▶ _What you have to do_: Retype all of the records shown beneath this task, exactly as they stand.

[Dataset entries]
-=-=-=-=-

//! Unit tests for the reconcile_helpers module

#[cfg(test)]
mod tests {
    use crate::reconcile_helpers::*;
    use crds::{
        CloudInitWriteFile, ClusterConfiguration, InitConfiguration, Machine, MachineAddress,
        MachineSpec, MachineStatus, SnapClusterConfigSpec, DEFAULT_JOIN_TOKEN_TTL_SECS,
    };

    fn machine(name: &str, provider_id: Option<&str>, phase: &str, addresses: &[&str]) -> Machine {
        let mut machine = Machine::new(
            name,
            MachineSpec {
                cluster_name: "cluster-a".to_string(),
                provider_id: provider_id.map(str::to_string),
                ..Default::default()
            },
        );
        machine.status = Some(MachineStatus {
            phase: Some(phase.to_string()),
            addresses: addresses
                .iter()
                .map(|address| MachineAddress {
                    type_: "InternalIP".to_string(),
                    address: (*address).to_string(),
                })
                .collect(),
        });
        machine
    }

    #[test]
    fn test_ports_remapped_by_default() {
        let spec = SnapClusterConfigSpec::default();
        assert_eq!(
            resolved_ports(&spec),
            ("30000".to_string(), "2379".to_string())
        );
    }

    #[test]
    fn test_ports_default_when_remap_disabled() {
        let spec = SnapClusterConfigSpec {
            cluster_configuration: Some(ClusterConfiguration {
                port_compatibility_remap: false,
            }),
            ..Default::default()
        };
        assert_eq!(
            resolved_ports(&spec),
            ("25000".to_string(), "19001".to_string())
        );
    }

    #[test]
    fn test_generated_token_is_valid() {
        let token = generate_join_token();
        assert_eq!(token.len(), cloudinit::TOKEN_LENGTH);
        assert!(token.chars().all(|c| c.is_ascii_hexdigit()));
        assert_ne!(token, generate_join_token());
    }

    #[test]
    fn test_join_addresses_filter_and_order() {
        let machines = vec![
            machine("cp-0", Some("provider://0"), "Running", &["10.0.3.39"]),
            // Not provisioned yet
            machine("cp-1", None, "Running", &["10.0.3.40"]),
            // Not running
            machine("cp-2", Some("provider://2"), "Provisioning", &["10.0.3.41"]),
            // No address reported yet
            machine("cp-3", Some("provider://3"), "Running", &[]),
            machine("cp-4", Some("provider://4"), "Running", &["10.0.3.42"]),
        ];
        assert_eq!(join_addresses(&machines), vec!["10.0.3.39", "10.0.3.42"]);
    }

    #[test]
    fn test_init_input_from_spec() {
        let spec = SnapClusterConfigSpec {
            init_configuration: Some(InitConfiguration {
                join_token_ttl_in_secs: Some(10000),
                addons: vec!["ingress".to_string()],
                ip_in_ip: true,
                http_proxy: Some("http://proxy:3128".to_string()),
                confinement: "strict".to_string(),
                risk_level: "edge".to_string(),
                extra_kubelet_args: vec!["--node-labels=a=b".to_string()],
                ..Default::default()
            }),
            ..Default::default()
        };
        let ctx = BootstrapContext {
            spec: &spec,
            endpoint: "k8s.my-domain.com".to_string(),
            kubernetes_version: "v1.25.2".to_string(),
            token: "a".repeat(32),
        };

        let input = init_input(&ctx, "CERT".to_string(), "KEY".to_string());
        assert_eq!(input.ca_cert, "CERT");
        assert_eq!(input.ca_key, "KEY");
        assert_eq!(input.control_plane_endpoint, "k8s.my-domain.com");
        assert_eq!(input.token_ttl, 10000);
        assert_eq!(input.cluster_agent_port, "30000");
        assert_eq!(input.dqlite_port, "2379");
        assert!(input.ip_in_ip);
        assert_eq!(input.addons, vec!["ingress"]);
        assert_eq!(input.confinement, cloudinit::Confinement::Strict);
        assert_eq!(input.risk_level, "edge");
        assert_eq!(input.containerd_proxy.http.as_deref(), Some("http://proxy:3128"));
        assert_eq!(input.extra_kubelet_args, vec!["--node-labels=a=b"]);
    }

    #[test]
    fn test_init_input_defaults_without_init_configuration() {
        let spec = SnapClusterConfigSpec::default();
        let ctx = BootstrapContext {
            spec: &spec,
            endpoint: "10.0.0.1".to_string(),
            kubernetes_version: "v1.25.2".to_string(),
            token: "a".repeat(32),
        };

        let input = init_input(&ctx, String::new(), String::new());
        assert_eq!(input.token_ttl, DEFAULT_JOIN_TOKEN_TTL_SECS);
        assert!(input.addons.is_empty());
        assert_eq!(input.confinement, cloudinit::Confinement::Classic);
        assert!(!input.ip_in_ip);
    }

    #[test]
    fn test_control_plane_join_input_carries_commands_and_proxies() {
        let spec = SnapClusterConfigSpec {
            init_configuration: Some(InitConfiguration {
                disable_default_cni: true,
                snapstore_proxy_scheme: "https".to_string(),
                snapstore_proxy_domain: "snapstore.internal".to_string(),
                snapstore_proxy_id: "store-id".to_string(),
                snapstore_http_proxy: Some("http://proxy:3128".to_string()),
                boot_commands: vec!["echo boot".to_string()],
                pre_run_commands: vec!["echo pre".to_string()],
                post_run_commands: vec!["echo post".to_string()],
                ..Default::default()
            }),
            ..Default::default()
        };
        let ctx = BootstrapContext {
            spec: &spec,
            endpoint: "k8s.my-domain.com".to_string(),
            kubernetes_version: "v1.25.2".to_string(),
            token: "a".repeat(32),
        };

        let input = control_plane_join_input(
            &ctx,
            "auth".to_string(),
            vec!["10.0.3.39".to_string()],
        );
        assert_eq!(input.auth_token, "auth");
        assert!(input.disable_default_cni);
        assert_eq!(input.join_node_ips, vec!["10.0.3.39"]);
        assert_eq!(input.snapstore_proxy.domain, "snapstore.internal");
        assert_eq!(input.snapstore_http_proxy.as_deref(), Some("http://proxy:3128"));
        assert_eq!(input.boot_commands, vec!["echo boot"]);
        assert_eq!(input.pre_run_commands, vec!["echo pre"]);
        assert_eq!(input.post_run_commands, vec!["echo post"]);
    }

    #[test]
    fn test_worker_input_subset() {
        let spec = SnapClusterConfigSpec::default();
        let ctx = BootstrapContext {
            spec: &spec,
            endpoint: "k8s.my-domain.com".to_string(),
            kubernetes_version: "v1.25.2".to_string(),
            token: "a".repeat(32),
        };

        let input = worker_input(&ctx, vec!["10.0.3.39".to_string()]);
        assert_eq!(input.cluster_agent_port, "30000");
        assert_eq!(input.join_node_ips, vec!["10.0.3.39"]);
    }

    #[test]
    fn test_write_files_conversion() {
        let files = vec![CloudInitWriteFile {
            content: "CONTENT".to_string(),
            path: "/tmp/file".to_string(),
            permissions: "0644".to_string(),
            owner: "root:root".to_string(),
        }];
        let converted = write_files_from_api(&files);
        assert_eq!(converted.len(), 1);
        assert_eq!(converted[0].content, "CONTENT");
        assert_eq!(converted[0].path, "/tmp/file");
        assert_eq!(converted[0].permissions, "0644");
        assert_eq!(converted[0].owner, "root:root");
    }
}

-=-=-=-=-

▶ _Answer to this exercise_:
//! Unit tests for the reconcile_helpers module

#[cfg(test)]
mod tests {
    use crate::reconcile_helpers::*;
    use crds::{
        CloudInitWriteFile, ClusterConfiguration, InitConfiguration, Machine, MachineAddress,
        MachineSpec, MachineStatus, SnapClusterConfigSpec, DEFAULT_JOIN_TOKEN_TTL_SECS,
    };

    fn machine(name: &str, provider_id: Option<&str>, phase: &str, addresses: &[&str]) -> Machine {
        let mut machine = Machine::new(
            name,
            MachineSpec {
                cluster_name: "cluster-a".to_string(),
                provider_id: provider_id.map(str::to_string),
                ..Default::default()
            },
        );
        machine.status = Some(MachineStatus {
            phase: Some(phase.to_string()),
            addresses: addresses
                .iter()
                .map(|address| MachineAddress {
                    type_: "InternalIP".to_string(),
                    address: (*address).to_string(),
                })
                .collect(),
        });
        machine
    }

    #[test]
    fn test_ports_remapped_by_default() {
        let spec = SnapClusterConfigSpec::default();
        assert_eq!(
            resolved_ports(&spec),
            ("30000".to_string(), "2379".to_string())
        );
    }

    #[test]
    fn test_ports_default_when_remap_disabled() {
        let spec = SnapClusterConfigSpec {
            cluster_configuration: Some(ClusterConfiguration {
                port_compatibility_remap: false,
            }),
            ..Default::default()
        };
        assert_eq!(
            resolved_ports(&spec),
            ("25000".to_string(), "19001".to_string())
        );
    }

    #[test]
    fn test_generated_token_is_valid() {
        let token = generate_join_token();
        assert_eq!(token.len(), cloudinit::TOKEN_LENGTH);
        assert!(token.chars().all(|c| c.is_ascii_hexdigit()));
        assert_ne!(token, generate_join_token());
    }

    #[test]
    fn test_join_addresses_filter_and_order() {
        let machines = vec![
            machine("cp-0", Some("provider://0"), "Running", &["10.0.3.39"]),
            // Not provisioned yet
            machine("cp-1", None, "Running", &["10.0.3.40"]),
            // Not running
            machine("cp-2", Some("provider://2"), "Provisioning", &["10.0.3.41"]),
            // No address reported yet
            machine("cp-3", Some("provider://3"), "Running", &[]),
            machine("cp-4", Some("provider://4"), "Running", &["10.0.3.42"]),
        ];
        assert_eq!(join_addresses(&machines), vec!["10.0.3.39", "10.0.3.42"]);
    }

    #[test]
    fn test_init_input_from_spec() {
        let spec = SnapClusterConfigSpec {
            init_configuration: Some(InitConfiguration {
                join_token_ttl_in_secs: Some(10000),
                addons: vec!["ingress".to_string()],
                ip_in_ip: true,
                http_proxy: Some("http://proxy:3128".to_string()),
                confinement: "strict".to_string(),
                risk_level: "edge".to_string(),
                extra_kubelet_args: vec!["--node-labels=a=b".to_string()],
                ..Default::default()
            }),
            ..Default::default()
        };
        let ctx = BootstrapContext {
            spec: &spec,
            endpoint: "k8s.my-domain.com".to_string(),
            kubernetes_version: "v1.25.2".to_string(),
            token: "a".repeat(32),
        };

        let input = init_input(&ctx, "CERT".to_string(), "KEY".to_string());
        assert_eq!(input.ca_cert, "CERT");
        assert_eq!(input.ca_key, "KEY");
        assert_eq!(input.control_plane_endpoint, "k8s.my-domain.com");
        assert_eq!(input.token_ttl, 10000);
        assert_eq!(input.cluster_agent_port, "30000");
        assert_eq!(input.dqlite_port, "2379");
        assert!(input.ip_in_ip);
        assert_eq!(input.addons, vec!["ingress"]);
        assert_eq!(input.confinement, cloudinit::Confinement::Strict);
        assert_eq!(input.risk_level, "edge");
        assert_eq!(input.containerd_proxy.http.as_deref(), Some("http://proxy:3128"));
        assert_eq!(input.extra_kubelet_args, vec!["--node-labels=a=b"]);
    }

    #[test]
    fn test_init_input_defaults_without_init_configuration() {
        let spec = SnapClusterConfigSpec::default();
        let ctx = BootstrapContext {
            spec: &spec,
            endpoint: "10.0.0.1".to_string(),
            kubernetes_version: "v1.25.2".to_string(),
            token: "a".repeat(32),
        };

        let input = init_input(&ctx, String::new(), String::new());
        assert_eq!(input.token_ttl, DEFAULT_JOIN_TOKEN_TTL_SECS);
        assert!(input.addons.is_empty());
        assert_eq!(input.confinement, cloudinit::Confinement::Classic);
        assert!(!input.ip_in_ip);
    }

    #[test]
    fn test_control_plane_join_input_carries_commands_and_proxies() {
        let spec = SnapClusterConfigSpec {
            init_configuration: Some(InitConfiguration {
                disable_default_cni: true,
                snapstore_proxy_scheme: "https".to_string(),
                snapstore_proxy_domain: "snapstore.internal".to_string(),
                snapstore_proxy_id: "store-id".to_string(),
                snapstore_http_proxy: Some("http://proxy:3128".to_string()),
                boot_commands: vec!["echo boot".to_string()],
                pre_run_commands: vec!["echo pre".to_string()],
                post_run_commands: vec!["echo post".to_string()],
                ..Default::default()
            }),
            ..Default::default()
        };
        let ctx = BootstrapContext {
            spec: &spec,
            endpoint: "k8s.my-domain.com".to_string(),
            kubernetes_version: "v1.25.2".to_string(),
            token: "a".repeat(32),
        };

        let input = control_plane_join_input(
            &ctx,
            "auth".to_string(),
            vec!["10.0.3.39".to_string()],
        );
        assert_eq!(input.auth_token, "auth");
        assert!(input.disable_default_cni);
        assert_eq!(input.join_node_ips, vec!["10.0.3.39"]);
        assert_eq!(input.snapstore_proxy.domain, "snapstore.internal");
        assert_eq!(input.snapstore_http_proxy.as_deref(), Some("http://proxy:3128"));
        assert_eq!(input.boot_commands, vec!["echo boot"]);
        assert_eq!(input.pre_run_commands, vec!["echo pre"]);
        assert_eq!(input.post_run_commands, vec!["echo post"]);
    }

    #[test]
    fn test_worker_input_subset() {
        let spec = SnapClusterConfigSpec::default();
        let ctx = BootstrapContext {
            spec: &spec,
            endpoint: "k8s.my-domain.com".to_string(),
            kubernetes_version: "v1.25.2".to_string(),
            token: "a".repeat(32),
        };

        let input = worker_input(&ctx, vec!["10.0.3.39".to_string()]);
        assert_eq!(input.cluster_agent_port, "30000");
        assert_eq!(input.join_node_ips, vec!["10.0.3.39"]);
    }

    #[test]
    fn test_write_files_conversion() {
        let files = vec![CloudInitWriteFile {
            content: "CONTENT".to_string(),
            path: "/tmp/file".to_string(),
            permissions: "0644".to_string(),
            owner: "root:root".to_string(),
        }];
        let converted = write_files_from_api(&files);
        assert_eq!(converted.len(), 1);
        assert_eq!(converted[0].content, "CONTENT");
        assert_eq!(converted[0].path, "/tmp/file");
        assert_eq!(converted[0].permissions, "0644");
        assert_eq!(converted[0].owner, "root:root");
    }
}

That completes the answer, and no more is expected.